Le diabète de type II se développe plutôt suite à de mauvaises habitudes de vie (sédentarisation, alimentation peu équilibrée, etc).
Dans un cas comme dans l’autre, la recherche qui se développe à Bruxelles pourrait un jour aider l’ensemble de ces patients à mieux détecter, soigner voire prévenir ces maladies. Et, pour les pays en voie de développement où l’épidémie est galopante (Asie, Afrique), à éviter un décès précoce lié aux complications cardio-vasculaire que le diabète engendre s’il n’est pas détecté ni traité.

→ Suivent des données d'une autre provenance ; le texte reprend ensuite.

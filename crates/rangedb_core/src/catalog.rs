//! The table catalog.

use crate::config::{DropConfig, TableConfig};
use crate::error::{BusyKind, CoreError, CoreResult};
use crate::schema::{KeyFormat, TableFormat, ValueFormat};
use crate::stats::DatabaseStats;
use crate::store::{IndexDef, Table, Tree};
use crate::types::TableId;
use parking_lot::RwLock;
use std::collections::BTreeMap;
use std::sync::atomic::{AtomicU32, Ordering};
use std::sync::Arc;

const TABLE_PREFIX: &str = "table:";
const INDEX_PREFIX: &str = "index:";

/// Splits `index:<table>:<name>` into the indexed table's URI and the index name.
pub(crate) fn parse_index_uri(uri: &str) -> CoreResult<(String, &str)> {
    let rest = uri
        .strip_prefix(INDEX_PREFIX)
        .ok_or_else(|| CoreError::invalid_argument(format!("{uri} is not an index URI")))?;
    match rest.split_once(':') {
        Some((table, name)) if !table.is_empty() && !name.is_empty() => {
            Ok((format!("{TABLE_PREFIX}{table}"), name))
        }
        _ => Err(CoreError::invalid_argument(format!(
            "index URI {uri} must look like index:<table>:<name>"
        ))),
    }
}

fn check_table_uri(uri: &str) -> CoreResult<()> {
    match uri.strip_prefix(TABLE_PREFIX) {
        Some(name) if !name.is_empty() && !name.contains(':') => Ok(()),
        _ => Err(CoreError::invalid_argument(format!(
            "table URI {uri} must look like table:<name>"
        ))),
    }
}

/// Named tables and indexes of one database.
#[derive(Debug)]
pub struct Catalog {
    tables: RwLock<BTreeMap<String, Arc<Table>>>,
    next_id: AtomicU32,
    leaf_page_max_entries: usize,
    stats: Arc<DatabaseStats>,
}

impl Catalog {
    /// Creates an empty catalog whose trees split above `leaf_page_max_entries`.
    pub fn new(leaf_page_max_entries: usize, stats: Arc<DatabaseStats>) -> Self {
        Self {
            tables: RwLock::new(BTreeMap::new()),
            next_id: AtomicU32::new(1),
            leaf_page_max_entries,
            stats,
        }
    }

    fn allocate_id(&self) -> TableId {
        TableId::new(self.next_id.fetch_add(1, Ordering::SeqCst))
    }

    /// Creates a table; creating an existing table with the same
    /// configuration returns it.
    pub fn create(&self, uri: &str, config: TableConfig) -> CoreResult<Arc<Table>> {
        check_table_uri(uri)?;
        config.format.validate()?;
        let mut tables = self.tables.write();
        if let Some(existing) = tables.get(uri) {
            if existing.config() == &config {
                return Ok(Arc::clone(existing));
            }
            return Err(CoreError::invalid_argument(format!(
                "{uri} already exists with a different configuration"
            )));
        }
        let table = Arc::new(Table::new(
            self.allocate_id(),
            uri,
            config,
            None,
            Tree::new(self.leaf_page_max_entries),
            Arc::clone(&self.stats),
        ));
        tables.insert(uri.to_string(), Arc::clone(&table));
        tracing::debug!(uri, id = %table.id(), "created table");
        Ok(table)
    }

    /// Creates a secondary index over value columns of a row-store table and
    /// fills it from the table's committed rows.
    pub fn create_index(&self, uri: &str, columns: &[usize]) -> CoreResult<Arc<Table>> {
        let (table_uri, _) = parse_index_uri(uri)?;
        if columns.is_empty() {
            return Err(CoreError::invalid_argument("an index needs at least one column"));
        }
        let mut tables = self.tables.write();
        if tables.contains_key(uri) {
            return Err(CoreError::invalid_argument(format!("{uri} already exists")));
        }
        let table = tables
            .get(&table_uri)
            .cloned()
            .ok_or_else(|| CoreError::invalid_argument(format!("no such table: {table_uri}")))?;
        let TableFormat::Row { key, value } = table.format() else {
            return Err(CoreError::not_supported(format!(
                "{table_uri} is a column store; only row stores can be indexed"
            )));
        };
        let fields = columns
            .iter()
            .map(|c| value.column_format(*c))
            .collect::<CoreResult<Vec<_>>>()?;
        let def = IndexDef {
            table: table_uri.clone(),
            columns: columns.to_vec(),
            fields: fields.clone(),
        };
        let format = TableFormat::row(KeyFormat::Composite(fields), primary_key_value(key));
        let index = Arc::new(Table::new(
            self.allocate_id(),
            uri,
            TableConfig::new(format),
            Some(def),
            Tree::new(self.leaf_page_max_entries),
            Arc::clone(&self.stats),
        ));
        table.build_index(&index)?;
        table.add_index(Arc::clone(&index));
        tables.insert(uri.to_string(), Arc::clone(&index));
        tracing::debug!(uri, table = %table_uri, "created index");
        Ok(index)
    }

    /// Looks up a table or index.
    pub fn get(&self, uri: &str) -> CoreResult<Arc<Table>> {
        self.tables
            .read()
            .get(uri)
            .cloned()
            .ok_or_else(|| CoreError::invalid_argument(format!("no such object: {uri}")))
    }

    /// Drops a table (with its indexes) or a single index.
    pub fn drop(&self, uri: &str, config: &DropConfig) -> CoreResult<()> {
        let mut tables = self.tables.write();
        let Some(table) = tables.get(uri).cloned() else {
            if config.force {
                return Ok(());
            }
            return Err(CoreError::invalid_argument(format!("no such object: {uri}")));
        };
        let doomed: Vec<Arc<Table>> = std::iter::once(Arc::clone(&table))
            .chain(table.indexes())
            .collect();
        for t in &doomed {
            if t.open_cursors() > 0 {
                return Err(CoreError::busy(
                    BusyKind::Dhandle,
                    format!("{} has {} open cursors", t.uri(), t.open_cursors()),
                ));
            }
            if t.tree.read().has_unresolved() {
                return Err(CoreError::busy(
                    BusyKind::UncommittedData,
                    format!("{} has uncommitted updates", t.uri()),
                ));
            }
        }
        if let Some(def) = table.index_def() {
            if let Some(parent) = tables.get(&def.table) {
                parent.remove_index(uri);
            }
        }
        for t in &doomed {
            tables.remove(t.uri());
        }
        tracing::debug!(uri, "dropped");
        Ok(())
    }

    /// Every table and index, in URI order.
    #[must_use]
    pub fn tables(&self) -> Vec<Arc<Table>> {
        self.tables.read().values().cloned().collect()
    }

    /// Registers a table rebuilt by recovery. Indexes are linked to their
    /// tables by [`Catalog::link_indexes`] once everything is registered.
    pub(crate) fn restore(
        &self,
        uri: &str,
        config: TableConfig,
        index: Option<IndexDef>,
        tree: Tree,
    ) -> Arc<Table> {
        let table = Arc::new(Table::new(
            self.allocate_id(),
            uri,
            config,
            index,
            tree,
            Arc::clone(&self.stats),
        ));
        self.tables
            .write()
            .insert(uri.to_string(), Arc::clone(&table));
        table
    }

    pub(crate) fn link_indexes(&self) -> CoreResult<()> {
        let tables = self.tables.read();
        for table in tables.values() {
            if let Some(def) = table.index_def() {
                let parent = tables.get(&def.table).ok_or_else(|| {
                    CoreError::corrupt_checkpoint(format!(
                        "index {} refers to missing table {}",
                        table.uri(),
                        def.table
                    ))
                })?;
                parent.add_index(Arc::clone(table));
            }
        }
        Ok(())
    }

    /// Trees split above this many records.
    #[must_use]
    pub fn leaf_page_max_entries(&self) -> usize {
        self.leaf_page_max_entries
    }
}

/// The value format index cursors use for the primary key.
fn primary_key_value(key: &KeyFormat) -> ValueFormat {
    match key {
        KeyFormat::Int | KeyFormat::Recno => ValueFormat::Int,
        KeyFormat::String | KeyFormat::FixedString(_) => ValueFormat::String,
        KeyFormat::Bytes => ValueFormat::Bytes,
        KeyFormat::Composite(fields) => ValueFormat::Composite(fields.clone()),
    }
}

#[cfg(test)]
mod tests {
    use super::*;
    use crate::schema::FieldFormat;

    fn catalog() -> Catalog {
        Catalog::new(16, Arc::new(DatabaseStats::new()))
    }

    fn row_config() -> TableConfig {
        TableConfig::new(TableFormat::row(
            KeyFormat::Int,
            ValueFormat::Composite(vec![FieldFormat::String, FieldFormat::Int]),
        ))
    }

    #[test]
    fn create_is_idempotent_for_same_config() {
        let cat = catalog();
        let a = cat.create("table:t", row_config()).unwrap();
        let b = cat.create("table:t", row_config()).unwrap();
        assert_eq!(a.id(), b.id());
        let other = TableConfig::new(TableFormat::fixed_column(8));
        assert!(cat.create("table:t", other).is_err());
    }

    #[test]
    fn uris_are_checked() {
        let cat = catalog();
        assert!(cat.create("t", row_config()).is_err());
        assert!(cat.create("table:", row_config()).is_err());
        assert!(parse_index_uri("index:t").is_err());
        assert_eq!(
            parse_index_uri("index:t:by_name").unwrap(),
            ("table:t".to_string(), "by_name")
        );
    }

    #[test]
    fn index_is_linked_and_dropped_with_table() {
        let cat = catalog();
        let table = cat.create("table:t", row_config()).unwrap();
        let index = cat.create_index("index:t:name", &[0]).unwrap();
        assert_eq!(table.indexes().len(), 1);
        assert_eq!(index.index_def().unwrap().fields, vec![FieldFormat::String]);
        cat.drop("table:t", &DropConfig::new()).unwrap();
        assert!(cat.get("index:t:name").is_err());
        assert!(cat.tables().is_empty());
    }

    #[test]
    fn drop_with_open_cursor_is_busy() {
        let cat = catalog();
        let table = cat.create("table:t", row_config()).unwrap();
        table.cursor_opened();
        let err = cat.drop("table:t", &DropConfig::new()).unwrap_err();
        assert_eq!(err.busy_kind(), Some(BusyKind::Dhandle));
        table.cursor_closed();
        cat.drop("table:t", &DropConfig::new()).unwrap();
    }

    #[test]
    fn drop_missing_needs_force() {
        let cat = catalog();
        assert!(cat.drop("table:nope", &DropConfig::new()).is_err());
        assert!(cat.drop("table:nope", &DropConfig::new().force(true)).is_ok());
    }

    #[test]
    fn column_stores_cannot_be_indexed() {
        let cat = catalog();
        cat.create("table:c", TableConfig::new(TableFormat::fixed_column(8)))
            .unwrap();
        let err = cat.create_index("index:c:v", &[0]).unwrap_err();
        assert!(matches!(err, CoreError::NotSupported { .. }));
    }
}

« On estime que 10 à 15% de tous les patients diabétiques dans le monde souffrent du diabète de type I », indique le Dr Cnop, de la Clinique du diabète et d’endocrinologie à l’hôpital Erasme (ULB). « Les autres sont plutôt des diabétiques de type II ». Le Dr Cnop travaille principalement sur le diabète de type II. Ses travaux ont été couronnés par un prix prestigieux l’an dernier (Prix Minkowski), entre autres parce qu’elle a tissé un lien entre certains médicaments utilisés en diabétologie et… une maladie neurogénérative orpheline… Le diabète est bien une maladie complexe et multifactorielle…
FOOD4GUT
Les entérovirus se développent dans notre système digestif. Depuis le mois de mars 2014, les chercheurs de l’ULB participent avec leurs collègues de l’Université de Liège (ULg) au projet de recherche « Food4Gut » piloté par le Pr Nathalie Delzenne (UCL). Ce projet va étudier le microbiote intestinal (la flore intestinale comme on disait anciennement) et ses liens avec l’obésité et le diabète. Il s’agit d’un programme de recherche à la fois fondamentale et appliquée dont l’étude clinique, financée par la Wallonie, devrait porter sur 150 patients.